現在では、組込み用OSとして、WindowsやLinuxが広く利用されています(日本では日本製のITRONが大きなシェアをもっていたのですが、最近は低下しています)。
ICE(In-Circuit Emulator)
組込みシステムでは、独自のCPUや電子基板などを用いることが多くあります。
ICEとは、CPUなどを中心とする電子基板や組み込みシステムなどを開発する際に、それをエミュレートする試験装置です。通常のソフトウェア開発でのデバッガ(debugger)に類似しています。
- 評価ボード
ICEでの試験装置の総称です。
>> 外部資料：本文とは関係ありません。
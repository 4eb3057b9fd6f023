use chrono_tz::Tz;
use clap::{Parser, ValueEnum};
use std::path::PathBuf;

use crate::error::{Result, StatsError};
use crate::time_utils::{resolve_timezone, DayKey};

/// Hours in one working day.
pub const WORK_HOURS_PER_DAY: f64 = 8.0;

/// Working days in one reporting period.
pub const WORKING_DAYS_PER_PERIOD: f64 = 20.0;

/// Rate applied to entries whose project carries no hourly rate.
pub const DEFAULT_HOURLY_RATE: f64 = 150.0;

// ── AggregationConfig ──────────────────────────────────────────────────────────

/// Parameters of one aggregation run.
#[derive(Debug, Clone, PartialEq)]
pub struct AggregationConfig {
    /// Currency units per hour when the project rate is absent, zero or NaN.
    pub default_hourly_rate: f64,
    /// Hours each team member can log per period. Utilization is measured
    /// against it.
    pub capacity_hours: f64,
    /// Day bucketing for the daily breakdown.
    pub day_key: DayKey,
    /// Zone start timestamps are converted into before labelling days.
    pub timezone: Tz,
}

impl Default for AggregationConfig {
    fn default() -> Self {
        Self {
            default_hourly_rate: DEFAULT_HOURLY_RATE,
            capacity_hours: WORK_HOURS_PER_DAY * WORKING_DAYS_PER_PERIOD,
            day_key: DayKey::MonthDay,
            timezone: Tz::UTC,
        }
    }
}

// ── Settings (CLI) ─────────────────────────────────────────────────────────────

/// Report section to print.
#[derive(Debug, Clone, Copy, PartialEq, Eq, ValueEnum)]
pub enum View {
    Overview,
    Team,
    Projects,
    Budgets,
    Daily,
}

/// Output encoding.
#[derive(Debug, Clone, Copy, PartialEq, Eq, ValueEnum)]
pub enum OutputFormat {
    Text,
    Json,
}

/// Time-tracking statistics for exported ClickUp time entries
#[derive(Parser, Debug, Clone)]
#[command(
    name = "timesheet-stats",
    about = "Time-tracking statistics for exported ClickUp time entries",
    version
)]
pub struct Settings {
    /// Time entries export: a JSON file or a directory of JSON files
    #[arg(long, short = 'i')]
    pub input: Option<PathBuf>,

    /// Report section
    #[arg(long, value_enum, default_value = "overview")]
    pub view: View,

    /// Output format
    #[arg(long, value_enum, default_value = "text")]
    pub format: OutputFormat,

    /// Hourly rate for projects without one
    #[arg(long, default_value_t = DEFAULT_HOURLY_RATE)]
    pub default_rate: f64,

    /// Working hours per day used for team capacity
    #[arg(long, default_value_t = WORK_HOURS_PER_DAY)]
    pub hours_per_day: f64,

    /// Working days per period used for team capacity
    #[arg(long, default_value_t = WORKING_DAYS_PER_PERIOD)]
    pub working_days: f64,

    /// Timezone for daily buckets ("auto" detects the system timezone)
    #[arg(long, default_value = "UTC")]
    pub timezone: String,

    /// Include the year in daily bucket labels
    #[arg(long)]
    pub year_aware_days: bool,

    /// Only keep entries started within the last N days
    #[arg(long)]
    pub days_back: Option<u32>,

    /// Logging level
    #[arg(long, default_value = "INFO", value_parser = ["DEBUG", "INFO", "WARNING", "ERROR"])]
    pub log_level: String,

    /// Enable debug logging
    #[arg(long)]
    pub debug: bool,
}

impl Settings {
    /// Parse process arguments and apply the `--debug` override.
    pub fn load() -> Self {
        Self::resolve(Settings::parse())
    }

    /// Same as [`Settings::load`] with an explicit argument list.
    pub fn load_from_args<I, T>(args: I) -> std::result::Result<Self, clap::Error>
    where
        I: IntoIterator<Item = T>,
        T: Into<std::ffi::OsString> + Clone,
    {
        Settings::try_parse_from(args).map(Self::resolve)
    }

    fn resolve(mut settings: Settings) -> Settings {
        if settings.debug {
            settings.log_level = "DEBUG".to_string();
        }
        settings
    }

    /// Build the engine configuration from the CLI values.
    pub fn aggregation_config(&self) -> Result<AggregationConfig> {
        if !self.default_rate.is_finite() || self.default_rate < 0.0 {
            return Err(StatsError::Config(format!(
                "default rate must be a non-negative number, got {}",
                self.default_rate
            )));
        }

        let capacity_hours = self.hours_per_day * self.working_days;
        if !capacity_hours.is_finite() || capacity_hours <= 0.0 {
            return Err(StatsError::Config(format!(
                "capacity must be positive, got {} hours/day x {} days",
                self.hours_per_day, self.working_days
            )));
        }

        Ok(AggregationConfig {
            default_hourly_rate: self.default_rate,
            capacity_hours,
            day_key: if self.year_aware_days {
                DayKey::Calendar
            } else {
                DayKey::MonthDay
            },
            timezone: resolve_timezone(&self.timezone)?,
        })
    }

    /// Input path, defaulting to `~/.timesheet-stats/time_entries.json`.
    pub fn input_path(&self) -> PathBuf {
        self.input.clone().unwrap_or_else(|| {
            dirs::home_dir()
                .unwrap_or_else(|| PathBuf::from("."))
                .join(".timesheet-stats")
                .join("time_entries.json")
        })
    }
}

// ── Tests ──────────────────────────────────────────────────────────────────────
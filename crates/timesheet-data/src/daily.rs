//! Per-day accumulation.

use std::collections::HashMap;

use chrono_tz::Tz;
use timesheet_core::formatting::round_to;
use timesheet_core::models::DailyStats;
use timesheet_core::time_utils::{day_label, DayKey};

use crate::cost::CostedEntry;

/// Folds entries into one [`DailyStats`] per day label.
///
/// With [`DayKey::MonthDay`] the label carries no year, so entries from the
/// same month and day of different years land in one bucket.
#[derive(Debug)]
pub struct DailyGrouper {
    timezone: Tz,
    day_key: DayKey,
    index: HashMap<String, usize>,
    records: Vec<DailyStats>,
}

impl DailyGrouper {
    pub fn new(timezone: Tz, day_key: DayKey) -> Self {
        Self {
            timezone,
            day_key,
            index: HashMap::new(),
            records: Vec::new(),
        }
    }

    pub fn add(&mut self, item: &CostedEntry<'_>) {
        let label = day_label(item.entry.start, self.timezone, self.day_key);
        let idx = match self.index.get(&label) {
            Some(&idx) => idx,
            None => {
                self.records.push(DailyStats {
                    date: label.clone(),
                    hours: 0.0,
                    billable_hours: 0.0,
                    cost: 0.0,
                });
                let idx = self.records.len() - 1;
                self.index.insert(label, idx);
                idx
            }
        };

        let record = &mut self.records[idx];
        record.hours += item.hours;
        record.cost += item.cost;
        if item.entry.billable {
            record.billable_hours += item.hours;
        }
    }

    /// Records in first-occurrence order, hours rounded to one decimal and
    /// cost to whole units.
    pub fn finish(self) -> Vec<DailyStats> {
        self.records
            .into_iter()
            .map(|day| DailyStats {
                date: day.date,
                hours: round_to(day.hours, 1),
                billable_hours: round_to(day.billable_hours, 1),
                cost: round_to(day.cost, 0),
            })
            .collect()
    }
}
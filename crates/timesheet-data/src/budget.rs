//! Budget progress and status classification.

use timesheet_core::formatting::ratio_percent;
use timesheet_core::models::{BudgetState, BudgetStatus, ProjectStats};

/// Progress (percent) at which a project is flagged as at risk.
pub const AT_RISK_THRESHOLD: f64 = 80.0;

/// Progress (percent) at which a project is over budget.
pub const OVER_BUDGET_THRESHOLD: f64 = 100.0;

/// `spent / budget * 100`; `0` when the budget is absent or not positive.
pub fn budget_progress(spent: f64, budget: Option<f64>) -> f64 {
    ratio_percent(spent, budget.unwrap_or(0.0))
}

/// Thresholds are checked from the top down, so exactly one state applies.
pub fn classify_progress(progress: f64) -> BudgetState {
    if progress >= OVER_BUDGET_THRESHOLD {
        BudgetState::OverBudget
    } else if progress >= AT_RISK_THRESHOLD {
        BudgetState::AtRisk
    } else {
        BudgetState::OnTrack
    }
}

/// Build the budget status of a project from what it has spent.
///
/// A project without a budget is reported with a budget of `0`, progress `0`
/// and `on-track`, however much it has spent.
pub fn budget_status(project_name: &str, spent: f64, budget: Option<f64>) -> BudgetStatus {
    let amount = budget.unwrap_or(0.0);
    let progress = budget_progress(spent, budget);

    BudgetStatus {
        project_id: project_name.to_string(),
        project_name: project_name.to_string(),
        budget: amount,
        spent,
        remaining: (amount - spent).max(0.0),
        progress,
        status: classify_progress(progress),
    }
}

/// Budget status of an accumulated project record.
pub fn classify_project(project: &ProjectStats) -> BudgetStatus {
    budget_status(&project.name, project.cost, project.budget)
}
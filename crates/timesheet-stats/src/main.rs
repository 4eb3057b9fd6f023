mod bootstrap;
mod report;

use anyhow::{Context, Result};
use timesheet_core::settings::{OutputFormat, Settings};
use timesheet_data::reader::{load_time_entries, retain_recent};
use timesheet_data::TimeEntryAggregator;

fn main() -> Result<()> {
    let settings = Settings::load();

    bootstrap::setup_logging(&settings.log_level)?;

    tracing::info!("timesheet-stats v{} starting", env!("CARGO_PKG_VERSION"));

    let config = settings.aggregation_config()?;
    tracing::info!(
        "Rate: {}/h, capacity: {}h, timezone: {}, days: {:?}",
        config.default_hourly_rate,
        config.capacity_hours,
        config.timezone,
        config.day_key
    );

    let input = settings.input_path();
    let entries = load_time_entries(&input)
        .with_context(|| format!("loading time entries from {}", input.display()))?;
    let mut entries = retain_recent(entries, settings.days_back, chrono::Utc::now());
    tracing::info!("Aggregating {} time entries", entries.len());

    let aggregator = TimeEntryAggregator::new(config);
    aggregator.cost_resolver().annotate(&mut entries);
    let stats = aggregator.aggregate(&entries);

    match settings.format {
        OutputFormat::Json => println!("{}", report::render_json(&stats)?),
        OutputFormat::Text => print!("{}", report::render(&stats, settings.view)),
    }

    Ok(())
}
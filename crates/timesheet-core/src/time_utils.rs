use chrono::{DateTime, NaiveDate, NaiveDateTime, TimeZone, Utc};
use chrono_tz::Tz;
use serde::{Deserialize, Serialize};
use tracing::warn;

use crate::error::{Result, StatsError};

// ── System timezone detection ─────────────────────────────────────────────────

/// Detect the IANA timezone name of the running system.
///
/// Falls back to `"UTC"` if detection fails.
pub fn get_system_timezone() -> String {
    iana_time_zone::get_timezone().unwrap_or_else(|_| "UTC".to_string())
}

/// Resolve a timezone setting into a [`Tz`].
///
/// `"auto"` means the system timezone. Anything else must be a recognised
/// IANA identifier.
pub fn resolve_timezone(name: &str) -> Result<Tz> {
    let resolved = if name.eq_ignore_ascii_case("auto") {
        get_system_timezone()
    } else {
        name.to_string()
    };

    resolved
        .parse::<Tz>()
        .map_err(|_| StatsError::Config(format!("unknown timezone \"{}\"", resolved)))
}

// ── Timestamp parsing ─────────────────────────────────────────────────────────

const MIN_MILLIS_DIGITS: usize = 11;

/// Parse a timestamp as the time-tracking service emits it.
///
/// Accepts epoch milliseconds (the service's native form), RFC 3339 with `Z`
/// or an explicit offset, and naive ISO-8601 date-times or dates which are
/// read as UTC. Returns `None` for empty or unrecognised input.
pub fn parse_timestamp(s: &str) -> Option<DateTime<Utc>> {
    let s = s.trim();
    if s.is_empty() {
        return None;
    }

    // Epoch milliseconds have at least 11 digits for anything after 1973;
    // shorter digit runs are compact dates such as `20240307`.
    if s.bytes().all(|b| b.is_ascii_digit()) && s.len() >= MIN_MILLIS_DIGITS {
        return s.parse::<i64>().ok().and_then(from_millis);
    }

    if let Ok(dt) = DateTime::parse_from_rfc3339(s) {
        return Some(dt.with_timezone(&Utc));
    }

    const FMTS: &[&str] = &[
        "%Y-%m-%dT%H:%M:%S%.f",
        "%Y-%m-%dT%H:%M:%S",
        "%Y-%m-%dT%H:%M",
        "%Y-%m-%d %H:%M:%S%.f",
        "%Y-%m-%d %H:%M:%S",
    ];
    for fmt in FMTS {
        if let Ok(naive) = NaiveDateTime::parse_from_str(s, fmt) {
            return Some(Utc.from_utc_datetime(&naive));
        }
    }

    if let Ok(date) = NaiveDate::parse_from_str(s, "%Y-%m-%d")
        .or_else(|_| NaiveDate::parse_from_str(s, "%Y%m%d"))
    {
        return date
            .and_hms_opt(0, 0, 0)
            .map(|naive| Utc.from_utc_datetime(&naive));
    }

    warn!("could not parse timestamp \"{}\"", s);
    None
}

/// Convert epoch milliseconds to a UTC timestamp.
pub fn from_millis(ms: i64) -> Option<DateTime<Utc>> {
    Utc.timestamp_millis_opt(ms).single()
}

/// Timestamps arrive either as strings or as bare integers.
#[derive(Deserialize)]
#[serde(untagged)]
enum RawTimestamp {
    Millis(i64),
    Text(String),
}

impl RawTimestamp {
    fn into_datetime(self) -> Result<DateTime<Utc>> {
        match self {
            RawTimestamp::Millis(ms) => {
                from_millis(ms).ok_or_else(|| StatsError::TimestampParse(ms.to_string()))
            }
            RawTimestamp::Text(text) => {
                parse_timestamp(&text).ok_or(StatsError::TimestampParse(text))
            }
        }
    }
}

/// Serde adapter for required timestamps: RFC 3339 out, anything
/// [`parse_timestamp`] understands in.
pub mod flexible_timestamp {
    use super::*;
    use serde::{Deserializer, Serializer};

    pub fn serialize<S: Serializer>(
        dt: &DateTime<Utc>,
        serializer: S,
    ) -> std::result::Result<S::Ok, S::Error> {
        serializer.serialize_str(&dt.to_rfc3339())
    }

    pub fn deserialize<'de, D: Deserializer<'de>>(
        deserializer: D,
    ) -> std::result::Result<DateTime<Utc>, D::Error> {
        RawTimestamp::deserialize(deserializer)?
            .into_datetime()
            .map_err(serde::de::Error::custom)
    }
}

/// Serde adapter for timestamps that may be absent, `null` or empty
/// (e.g. the end of a running timer).
pub mod optional_timestamp {
    use super::*;
    use serde::{Deserializer, Serializer};

    pub fn serialize<S: Serializer>(
        dt: &Option<DateTime<Utc>>,
        serializer: S,
    ) -> std::result::Result<S::Ok, S::Error> {
        match dt {
            Some(dt) => serializer.serialize_some(&dt.to_rfc3339()),
            None => serializer.serialize_none(),
        }
    }

    pub fn deserialize<'de, D: Deserializer<'de>>(
        deserializer: D,
    ) -> std::result::Result<Option<DateTime<Utc>>, D::Error> {
        match Option::<RawTimestamp>::deserialize(deserializer)? {
            None => Ok(None),
            Some(RawTimestamp::Text(text)) if text.trim().is_empty() => Ok(None),
            Some(raw) => raw.into_datetime().map(Some).map_err(serde::de::Error::custom),
        }
    }
}

// ── Day labels ────────────────────────────────────────────────────────────────

/// How entries are bucketed into days.
#[derive(Debug, Clone, Copy, Default, PartialEq, Eq, Serialize, Deserialize)]
#[serde(rename_all = "kebab-case")]
pub enum DayKey {
    /// `"Jan 05"`. Carries no year, so the same month/day in different years
    /// share one bucket.
    #[default]
    MonthDay,
    /// `"Jan 05 2024"`.
    Calendar,
}

/// Format the day label an entry starting at `ts` is grouped under.
///
/// Month names are always English three-letter abbreviations and the day is
/// zero-padded, independent of the process locale.
pub fn day_label(ts: DateTime<Utc>, tz: Tz, key: DayKey) -> String {
    let local = ts.with_timezone(&tz);
    match key {
        DayKey::MonthDay => local.format("%b %d").to_string(),
        DayKey::Calendar => local.format("%b %d %Y").to_string(),
    }
}

// ── Tests ──────────────────────────────────────────────────────────────────────
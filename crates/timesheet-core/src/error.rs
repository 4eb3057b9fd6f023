use std::path::PathBuf;
use thiserror::Error;

/// All errors produced while loading time entries or building configuration.
///
/// The aggregation engine itself never fails; only the layers around it do.
#[derive(Error, Debug)]
pub enum StatsError {
    /// A file could not be opened or read from disk.
    #[error("Failed to read file {path}: {source}")]
    FileRead {
        path: PathBuf,
        #[source]
        source: std::io::Error,
    },

    /// A JSON document could not be parsed.
    #[error("Failed to parse JSON: {0}")]
    JsonParse(#[from] serde_json::Error),

    /// A timestamp string did not match any recognised format.
    #[error("Invalid timestamp format: {0}")]
    TimestampParse(String),

    /// The input path does not exist.
    #[error("Data path not found: {0}")]
    DataPathNotFound(PathBuf),

    /// A directory input contained no JSON exports.
    #[error("No JSON files found in {0}")]
    NoDataFiles(PathBuf),

    /// A configuration value is missing or invalid.
    #[error("Configuration error: {0}")]
    Config(String),

    /// Pass-through for any raw I/O error that does not carry a path.
    #[error(transparent)]
    Io(#[from] std::io::Error),

    /// Catch-all for errors from third-party crates via `anyhow`.
    #[error(transparent)]
    Other(#[from] anyhow::Error),
}

/// Convenience alias used throughout the timesheet crates.
pub type Result<T> = std::result::Result<T, StatsError>;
対象となるCPUなどを取り込み、その動作を取り出す回路を付けた構造になります。
- CPUボード
ICEの最も基本的な対象はCPUです。
CPUボードとは、評価ボードの一つで、CPUを実装した基板に全端子を周辺ボードコネクタに配置し、CPUの動作の情報を収集・分析して、CPUが正しく動くかを確認するのに用います。
多くの場合、半導体メーカーが提供しています。
- ターゲットボード
CPUボードが半導体メーカー提供なのに対して、マイコンメーカー提供のものをターゲットボードということがあります。
対象がやや広い違いがありますが、同一のものとしていることもあります。
- 現在のICE
ICEは対象拡大し、マザーボードのように大規模な周辺デバイスを実装して、開発環境やファームウェア込みのシステムを対象に、専用のハードウェアインタフェースでCPUや付属回路の情報を取得するようになりました。通常のシステムでの統合開発環境のような位置づけになっています。
エネルギーハーベスティング
harvestとは「収穫」の意味です。エネルギーハーベスティングとは環境発電技術であり、身の回りにある熱や振動などさまざまな形態の密度の低いエネルギーを「収穫」して電気エネルギーに変換する技術です。太陽熱発電や風力発電のような大掛かりなものではなく、太陽光で充電する腕時計や電卓など小規模、微弱電力を得ることを指します。
センサネットワークでは、微弱な電力での通信が注目されていますが、電力を自給自足できれば運用コストを節約することができます。特に遠隔地や作業のしにくい場所に設置されたセンサでの電力管理に役立ちます。
しかし、エネルギーハーベスティングは電力供給が不安定です。それで二次電池と組み合わせた仕組みが必要になります。